(Beginning of DATA SHOWN)
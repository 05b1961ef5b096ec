use ratatui::{
    layout::{Constraint, Direction, Layout, Rect},
    style::{Color, Style},
    widgets::{Block, Gauge},
    Frame,
};

use battery_cycle_monitor::CYCLE_THRESHOLD;

use crate::AppState;

pub struct ProgressBarsWidget;

impl ProgressBarsWidget {
    pub fn render(frame: &mut Frame, area: Rect, state: &AppState) {
        let chunks = Layout::default()
            .direction(Direction::Horizontal)
            .constraints([Constraint::Percentage(50), Constraint::Percentage(50)])
            .split(area);

        let (usage_percentage, total_cycles) = state
            .report
            .as_ref()
            .map(|r| (r.threshold_usage_percentage(), r.total_cycles()))
            .unwrap_or((0.0, 0.0));

        let cycle_gauge = Gauge::default()
            .block(Block::bordered().title(format!("Cycles ({} max)", CYCLE_THRESHOLD)))
            .gauge_style(if usage_percentage > 80.0 {
                Style::default().fg(Color::Red)
            } else if usage_percentage > 60.0 {
                Style::default().fg(Color::Yellow)
            } else {
                Style::default().fg(Color::Green)
            })
            .percent(usage_percentage.clamp(0.0, 100.0) as u16)
            .label(format!("{:.2} ({:.1}%)", total_cycles, usage_percentage));

        frame.render_widget(cycle_gauge, chunks[0]);

        let saver_percentage = state
            .report
            .as_ref()
            .map(|r| r.battery_saver_percentage())
            .unwrap_or(0.0);

        let saver_gauge = Gauge::default()
            .block(Block::bordered().title("Charges With Battery Saver"))
            .gauge_style(Style::default().fg(Color::Blue))
            .percent(saver_percentage.clamp(0.0, 100.0) as u16)
            .label(format!("{:.0}%", saver_percentage));

        frame.render_widget(saver_gauge, chunks[1]);
    }
}
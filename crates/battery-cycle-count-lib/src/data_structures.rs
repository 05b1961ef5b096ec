use chrono::NaiveDate;
use serde::{Deserialize, Serialize};

/// Number of full equivalent cycles the projections count towards.
pub const CYCLE_THRESHOLD: f64 = 300.0;

/// One recorded charging session, from plug-in to unplug.
#[derive(Debug, Clone, PartialEq, Eq, Serialize, Deserialize)]
pub struct ChargeEvent {
    date: NaiveDate,
    battery_saver: bool,
    start_percent: i32,
    end_percent: i32,
    percent_delta: i32,
    days_until_next: Option<i64>,
}

impl ChargeEvent {
    pub fn new(date: NaiveDate, battery_saver: bool, start_percent: i32, end_percent: i32) -> Self {
        Self {
            date,
            battery_saver,
            start_percent,
            end_percent,
            percent_delta: end_percent - start_percent,
            days_until_next: None,
        }
    }

    pub fn date(&self) -> NaiveDate {
        self.date
    }

    pub fn battery_saver(&self) -> bool {
        self.battery_saver
    }

    pub fn start_percent(&self) -> i32 {
        self.start_percent
    }

    pub fn end_percent(&self) -> i32 {
        self.end_percent
    }

    /// Percentage points added by this charge. Negative only for misrecorded rows.
    pub fn percent_delta(&self) -> i32 {
        self.percent_delta
    }

    /// Calendar days until the following charge, `None` for the final row.
    pub fn days_until_next(&self) -> Option<i64> {
        self.days_until_next
    }

    pub(crate) fn set_days_until_next(&mut self, days: Option<i64>) {
        self.days_until_next = days;
    }
}

/// Snapshot of every statistic derived from a charge log.
///
/// Fields that depend on the daily rate are `None` when the log spans zero
/// days, since the rate is undefined there.
#[derive(Debug, Clone, PartialEq, Serialize)]
pub struct CycleReport {
    generated_on: NaiveDate,
    event_count: usize,
    battery_saver_events: usize,
    first_date: NaiveDate,
    last_date: NaiveDate,
    total_cycles: f64,
    days_elapsed: i64,
    daily_cycle_rate: Option<f64>,
    cycles_remaining: f64,
    days_remaining: Option<i64>,
    projected_threshold_date: Option<NaiveDate>,
    horizon_years: u32,
    projected_cycles_over_horizon: Option<f64>,
}

impl CycleReport {
    #[allow(clippy::too_many_arguments)]
    pub(crate) fn new(
        generated_on: NaiveDate,
        event_count: usize,
        battery_saver_events: usize,
        first_date: NaiveDate,
        last_date: NaiveDate,
        total_cycles: f64,
        days_elapsed: i64,
        daily_cycle_rate: Option<f64>,
        cycles_remaining: f64,
        days_remaining: Option<i64>,
        projected_threshold_date: Option<NaiveDate>,
        horizon_years: u32,
        projected_cycles_over_horizon: Option<f64>,
    ) -> Self {
        Self {
            generated_on,
            event_count,
            battery_saver_events,
            first_date,
            last_date,
            total_cycles,
            days_elapsed,
            daily_cycle_rate,
            cycles_remaining,
            days_remaining,
            projected_threshold_date,
            horizon_years,
            projected_cycles_over_horizon,
        }
    }

    pub fn generated_on(&self) -> NaiveDate {
        self.generated_on
    }

    pub fn event_count(&self) -> usize {
        self.event_count
    }

    pub fn battery_saver_events(&self) -> usize {
        self.battery_saver_events
    }

    pub fn first_date(&self) -> NaiveDate {
        self.first_date
    }

    pub fn last_date(&self) -> NaiveDate {
        self.last_date
    }

    pub fn total_cycles(&self) -> f64 {
        self.total_cycles
    }

    pub fn days_elapsed(&self) -> i64 {
        self.days_elapsed
    }

    pub fn daily_cycle_rate(&self) -> Option<f64> {
        self.daily_cycle_rate
    }

    pub fn cycles_remaining(&self) -> f64 {
        self.cycles_remaining
    }

    pub fn days_remaining(&self) -> Option<i64> {
        self.days_remaining
    }

    pub fn projected_threshold_date(&self) -> Option<NaiveDate> {
        self.projected_threshold_date
    }

    pub fn horizon_years(&self) -> u32 {
        self.horizon_years
    }

    pub fn projected_cycles_over_horizon(&self) -> Option<f64> {
        self.projected_cycles_over_horizon
    }

    /// Share of the threshold already consumed, in percent. Exceeds 100 past the threshold.
    pub fn threshold_usage_percentage(&self) -> f64 {
        self.total_cycles / CYCLE_THRESHOLD * 100.0
    }

    /// Share of charges taken with battery saver on, in percent.
    pub fn battery_saver_percentage(&self) -> f64 {
        if self.event_count == 0 {
            return 0.0;
        }
        self.battery_saver_events as f64 / self.event_count as f64 * 100.0
    }

    pub fn threshold_exceeded(&self) -> bool {
        self.cycles_remaining < 0.0
    }
}

#[cfg(test)]
mod tests {
    use super::*;

    #[test]
    fn test_percent_delta_is_derived() {
        let date = NaiveDate::from_ymd_opt(2022, 4, 2).unwrap();
        let event = ChargeEvent::new(date, true, 25, 50);
        assert_eq!(event.percent_delta(), 25);
        assert_eq!(event.days_until_next(), None);
        assert!(event.battery_saver());
    }

    #[test]
    fn test_misrecorded_event_keeps_negative_delta() {
        let date = NaiveDate::from_ymd_opt(2022, 4, 2).unwrap();
        let event = ChargeEvent::new(date, false, 60, 40);
        assert_eq!(event.percent_delta(), -20);
    }
}
use ratatui::{
    layout::{Alignment, Rect},
    style::{Color, Modifier, Style},
    text::{Line, Span},
    widgets::{Block, Paragraph},
    Frame,
};

use battery_cycle_monitor::{CycleReport, CYCLE_THRESHOLD};

use crate::report::{describe_days_remaining, format_optional};
use crate::AppState;

pub struct PredictionsWidget;

impl PredictionsWidget {
    pub fn render(frame: &mut Frame, area: Rect, state: &AppState) {
        let predictions_text = match &state.report {
            Some(report) if report.daily_cycle_rate().is_some() => Self::render_report(report),
            Some(_) => vec![
                Line::from(vec![Span::styled(
                    "Not enough days recorded for projections",
                    Style::default().fg(Color::Yellow),
                )]),
                Line::from(" "),
                Line::from(vec![Span::styled(
                    "Add charges on at least two different dates.",
                    Style::default().fg(Color::Gray),
                )]),
            ],
            None => Self::render_no_data_text(state),
        };

        let predictions = Paragraph::new(predictions_text)
            .block(Block::bordered().title("Predictions"))
            .alignment(Alignment::Left);

        frame.render_widget(predictions, area);
    }

    fn render_report(report: &CycleReport) -> Vec<Line<'static>> {
        let exceeded = report.threshold_exceeded();
        let highlight = Style::default()
            .fg(if exceeded { Color::Red } else { Color::Green })
            .add_modifier(Modifier::BOLD);

        vec![
            Line::from(vec![
                Span::styled(
                    format!("Cycles remaining to {}: ", CYCLE_THRESHOLD),
                    Style::default().fg(Color::White),
                ),
                Span::styled(format!("{:.2}", report.cycles_remaining()), highlight),
            ]),
            Line::from(vec![
                Span::styled("Days remaining: ", Style::default().fg(Color::White)),
                Span::styled(describe_days_remaining(report.days_remaining()), highlight),
            ]),
            Line::from(vec![
                Span::styled(
                    if exceeded {
                        "Threshold reached on: "
                    } else {
                        "Projected date: "
                    },
                    Style::default().fg(Color::White),
                ),
                Span::styled(
                    format_optional(report.projected_threshold_date()),
                    Style::default()
                        .fg(Color::Blue)
                        .add_modifier(Modifier::BOLD),
                ),
            ]),
            Line::from(vec![
                Span::styled(
                    format!("Cycle projection ({}y): ", report.horizon_years()),
                    Style::default().fg(Color::White),
                ),
                Span::styled(
                    format_optional(
                        report
                            .projected_cycles_over_horizon()
                            .map(|c| format!("{:.2}", c)),
                    ),
                    Style::default().fg(Color::Cyan),
                ),
            ]),
        ]
    }

    fn render_no_data_text(state: &AppState) -> Vec<Line<'static>> {
        vec![
            Line::from(vec![Span::styled(
                "No charge data available",
                Style::default().fg(Color::Red),
            )]),
            Line::from(" "),
            Line::from(vec![Span::styled(
                format!("Expected a CSV at {}", state.log_file.display()),
                Style::default().fg(Color::Gray),
            )]),
            Line::from(vec![Span::styled(
                "  date,battery_saver,start_percent,end_percent",
                Style::default().fg(Color::Gray),
            )]),
        ]
    }
}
(End of DATA SHOWN)
→ EXERCISE DIRECTIONS
List every line above containing the word "Constraint".

→ RESULT
    layout::{Constraint, Direction, Layout, Rect},
            .constraints([Constraint::Percentage(50), Constraint::Percentage(50)])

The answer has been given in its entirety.